When the rookie made his 2015 debut on May 15 this year, expectations were high for the young third baseman who quietly and successfully nudged Cody Asche to left field for the remainder of the season. The masses were starved for a success story in a season that everyone could see was going to be a long, soulless slog.
So when Franco came up, there was at least one reason to watch the Phillies on a nightly basis. That's what Maikel Franco did this year. He gave fans a reason to turn on the damn game.
And until he was ripped away from us on August 8 against the evil, vile, malicious Arizona Diamondbacks after taking a fastball to the wrist, it was a great ride.
In 335 plate appearances, Franco hit .280/.343/.497 with 14 homers, 50 RBIs and 45 runs scored. He added 22 doubles and a triple and played a passable, if unspectacular, defensive third base. He was certainly better than Asche for crying out loud.
I mean, who doesn't like watching stuff like this?
Franco did make it back for the last couple games of the season, and just to ally any fears that his wrist would be a problem in the off-season, did this in the Phils' penultimate contest against the Marlins, witnessed live by about 62 diehards.
It was simply a terrific season for the rookie.
But perhaps the most impressive part of his maturation was not the home runs, the RBIs or the doubles.

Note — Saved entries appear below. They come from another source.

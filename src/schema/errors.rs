//! Schema configuration errors
//!
//! Every variant describes an authoring mistake found while a schema is being
//! built or loaded from definition files. They are raised once, at
//! construction time, and are never produced by a `resolve` call.
//!
//! Error code: RC_SCHEMA_CONFIGURATION (FATAL for the affected schema)

use thiserror::Error;

/// Result type for schema construction
pub type SchemaResult<T> = Result<T, SchemaError>;

/// Schema construction failures
#[derive(Debug, Clone, PartialEq, Error)]
pub enum SchemaError {
    /// A constraint was built with parameters it cannot work with
    #[error("invalid input for {constraint}: {reason}")]
    InvalidConstraint {
        /// Constraint kind (e.g. "range")
        constraint: String,
        /// Why the parameters were rejected
        reason: String,
    },

    /// A constraint was attached to a field of the wrong category
    #[error("{field}: constraint {constraint} only applies to field type: {expected}")]
    ConstraintTypeMismatch {
        /// Field the constraint was attached to
        field: String,
        /// Constraint name
        constraint: String,
        /// Field type the constraint requires
        expected: &'static str,
    },

    /// An optional field's default does not match the field category
    #[error("{field}: default value must be the same type as field, {expected} is expected")]
    DefaultTypeMismatch {
        /// Field carrying the default
        field: String,
        /// Field type the default must have
        expected: &'static str,
    },

    /// The same field name was declared twice on one type
    #[error("{field}: declared more than once on type '{type_name}'")]
    DuplicateField {
        /// Owning type
        type_name: String,
        /// Repeated field name
        field: String,
    },

    /// A field type that the deserializer cannot handle
    #[error("{field}: {field_type} is not allowed as field type")]
    UnsupportedFieldType {
        /// Field name
        field: String,
        /// Declared type (e.g. "array")
        field_type: String,
    },

    /// Two definitions share a type name
    #[error("type '{0}' is defined more than once")]
    DuplicateType(String),

    /// A definition references a type that does not exist
    #[error("unknown type '{name}' referenced by '{referenced_by}'")]
    UnknownType {
        /// Missing type name
        name: String,
        /// Type whose definition holds the reference
        referenced_by: String,
    },

    /// Definitions reference each other in a loop
    #[error("type reference cycle: {0}")]
    CyclicReference(String),

    /// A definition file could not be read or parsed
    #[error("malformed schema definition '{path}': {reason}")]
    MalformedDefinition {
        /// File path
        path: String,
        /// Read or parse failure
        reason: String,
    },
}

impl SchemaError {
    /// Creates an invalid constraint error
    pub fn invalid_constraint(constraint: impl Into<String>, reason: impl Into<String>) -> Self {
        SchemaError::InvalidConstraint {
            constraint: constraint.into(),
            reason: reason.into(),
        }
    }

    /// Creates a malformed definition error
    pub fn malformed_definition(path: impl Into<String>, reason: impl Into<String>) -> Self {
        SchemaError::MalformedDefinition {
            path: path.into(),
            reason: reason.into(),
        }
    }

    /// Returns the stable error code
    pub fn code(&self) -> &'static str {
        "RC_SCHEMA_CONFIGURATION"
    }

    /// Schema errors make the affected schema unusable
    pub fn is_fatal(&self) -> bool {
        true
    }
}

During the course of the season, Franco seemed to improve his plate discipline, resulting in a few more walks and a higher on-base percentage, and also showed a willingness to try and hit the ball the other way, something Matt Winkelman noticed he had been doing in the minors shortly before his call-up.
His 7.8% walk percentage was higher than in any season except for 2011, when he walked in 10.9% of 229 PAs in high-A ball. He consistently worked deeper counts as the season progressed, which should bode well for him in 2016 as he takes that work and combines it with a greater familiarity with Major League pitching.

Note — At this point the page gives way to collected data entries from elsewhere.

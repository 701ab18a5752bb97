//! Deserializer engine
//!
//! Resolution of one schema level:
//! 1. Own fields not shadowed by a more derived level are resolved in
//!    declaration order
//! 2. Own field names join the shadow set
//! 3. The base schema is resolved next into the same record, with its errors
//!    appended after this level's
//!
//! A field is resolved in three steps: presence (value, default, skip or
//! missing), type (exact JSON kind, no coercion), then every constraint in
//! order. A type failure ends the field; constraints are not evaluated.
//!
//! The engine performs no I/O and never mutates a schema, so one schema can be
//! resolved from any number of threads at once.

use std::collections::HashSet;

use serde::de::DeserializeOwned;
use serde_json::{Map, Value};

use super::errors::{DeserializeError, DeserializeResult, FieldError};
use super::record::{FieldValue, Record};
use crate::observability::{Event, Logger};
use crate::schema::{json_type_name, FieldDescriptor, TypeCategory, TypeSchema};

/// Default limit on nested record depth
pub const DEFAULT_MAX_DEPTH: usize = 64;

/// Validating deserializer
///
/// Holds only limits; it carries no state between calls.
#[derive(Debug, Clone, Copy, PartialEq, Eq)]
pub struct Deserializer {
    max_depth: usize,
}

impl Default for Deserializer {
    fn default() -> Self {
        Self {
            max_depth: DEFAULT_MAX_DEPTH,
        }
    }
}

/// Result of resolving a single field
enum FieldOutcome {
    /// Value passed every check
    Committed(FieldValue),
    /// Optional field absent without default
    Skipped,
    /// Field failed
    Failed(FieldError),
}

impl Deserializer {
    /// Creates a deserializer with default limits
    pub fn new() -> Self {
        Self::default()
    }

    /// Sets how many levels of nested records may appear below the top-level
    /// record. Zero means no nested records at all.
    pub fn with_max_depth(mut self, max_depth: usize) -> Self {
        self.max_depth = max_depth;
        self
    }

    /// Configured depth limit
    pub fn max_depth(&self) -> usize {
        self.max_depth
    }

    /// Resolves `input` against `schema`.
    ///
    /// Returns the populated record, or every field violation found. A failed
    /// call never yields a partial record.
    pub fn resolve(&self, schema: &TypeSchema, input: &Value) -> DeserializeResult<Record> {
        let object = input.as_object().ok_or_else(|| DeserializeError::InputShape {
            actual: json_type_name(input),
        })?;

        let (record, errors) = match self.resolve_object(schema, object, 0) {
            Ok(resolved) => resolved,
            Err(e) => {
                Logger::warn(
                    Event::ResolveAborted.as_str(),
                    &[("type", schema.name()), ("code", e.code())],
                );
                return Err(e);
            }
        };

        if errors.is_empty() {
            Logger::trace(
                Event::ResolveSucceeded.as_str(),
                &[("type", schema.name()), ("fields", &record.len().to_string())],
            );
            Ok(record)
        } else {
            Logger::trace(
                Event::ResolveFailed.as_str(),
                &[("type", schema.name()), ("errors", &errors.len().to_string())],
            );
            Err(DeserializeError::Invalid(errors))
        }
    }

    /// Resolves `input` against `schema`, then converts the record into `T`.
    pub fn resolve_as<T: DeserializeOwned>(
        &self,
        schema: &TypeSchema,
        input: &Value,
    ) -> DeserializeResult<T> {
        let record = self.resolve(schema, input)?;
        serde_json::from_value(record.into_value())
            .map_err(|e| DeserializeError::Conversion(e.to_string()))
    }

    /// Walks the base chain of `schema` against one JSON object.
    ///
    /// Only `SchemaTooDeep` is returned as `Err`; field failures are collected
    /// into the error list.
    fn resolve_object(
        &self,
        schema: &TypeSchema,
        object: &Map<String, Value>,
        depth: usize,
    ) -> DeserializeResult<(Record, Vec<FieldError>)> {
        let mut record = Record::new(schema.name());
        let mut errors = Vec::new();
        let mut shadowed: HashSet<&str> = HashSet::new();

        for level in schema.lineage() {
            for field in level.own_fields() {
                if shadowed.contains(field.name()) {
                    continue;
                }
                match self.resolve_field(field, object.get(field.name()), depth)? {
                    FieldOutcome::Committed(value) => record.insert(field.name(), value),
                    FieldOutcome::Skipped => {}
                    FieldOutcome::Failed(error) => errors.push(error),
                }
            }
            shadowed.extend(level.own_fields().iter().map(|f| f.name()));
        }

        Ok((record, errors))
    }

    fn resolve_field(
        &self,
        field: &FieldDescriptor,
        supplied: Option<&Value>,
        depth: usize,
    ) -> DeserializeResult<FieldOutcome> {
        let raw = match (supplied, field.default_value()) {
            (Some(value), _) => value,
            (None, Some(default)) => default,
            (None, None) if field.is_optional() => return Ok(FieldOutcome::Skipped),
            (None, None) => return Ok(FieldOutcome::Failed(FieldError::missing(field.name()))),
        };

        let value = match self.resolve_category(field, raw, depth)? {
            Ok(value) => value,
            Err(error) => return Ok(FieldOutcome::Failed(error)),
        };

        let messages: Vec<String> = field
            .validators()
            .iter()
            .filter(|validator| !validator.check(raw))
            .map(|validator| validator.message().to_string())
            .collect();

        if messages.is_empty() {
            Ok(FieldOutcome::Committed(value))
        } else {
            Ok(FieldOutcome::Failed(FieldError::constraints(
                field.name(),
                messages,
            )))
        }
    }

    /// Type step of a field. The outer `Result` carries call-level aborts,
    /// the inner one the field's own type or nested failure.
    fn resolve_category(
        &self,
        field: &FieldDescriptor,
        raw: &Value,
        depth: usize,
    ) -> DeserializeResult<Result<FieldValue, FieldError>> {
        let mismatch = || FieldError::type_mismatch(field.name(), field.category().expected_type());

        let value = match (field.category(), raw) {
            (TypeCategory::Primitive(kind), _) if !kind.matches(raw) => Err(mismatch()),
            (TypeCategory::Primitive(_), Value::String(s)) => Ok(FieldValue::String(s.clone())),
            (TypeCategory::Primitive(_), Value::Number(n)) => Ok(FieldValue::Number(n.clone())),
            (TypeCategory::Primitive(_), Value::Bool(b)) => Ok(FieldValue::Boolean(*b)),
            (TypeCategory::OpaqueObject, Value::Object(map)) => Ok(FieldValue::Object(map.clone())),
            (TypeCategory::Nested(child), Value::Object(map)) => {
                if depth >= self.max_depth {
                    return Err(DeserializeError::SchemaTooDeep {
                        limit: self.max_depth,
                    });
                }
                let (record, errors) = self.resolve_object(child, map, depth + 1)?;
                if errors.is_empty() {
                    Ok(FieldValue::Record(record))
                } else {
                    Err(FieldError::nested(field.name(), errors))
                }
            }
            _ => Err(mismatch()),
        };

        Ok(value)
    }
}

And while Franco wouldn't have been able to overtake Kris Bryant in the NL Rookie of the Year race (Bryant's 6.5 fWAR is far and away higher than any other rookie), Franco was in the conversation as a potential top-five NL rookie until he was injured.
Among MLB rookies with at least 300 plate appearances, his fWAR of 1.5 was 18th, and among National League rookies was 12th. But he was sixth among NL rookies in on base percentage (.343), second in slugging percentage (.497), third in wOBA (.360), fourth in wRC+ (128) and tied for sixth in home runs (14).
Again, he did all this in just 80 games, essentially half a season.
Franco is expected to play about a month's worth of winter ball and will come into spring training as the team's third baseman and No. 3 hitter.
So yeah, on Maikel Franco, you can dream.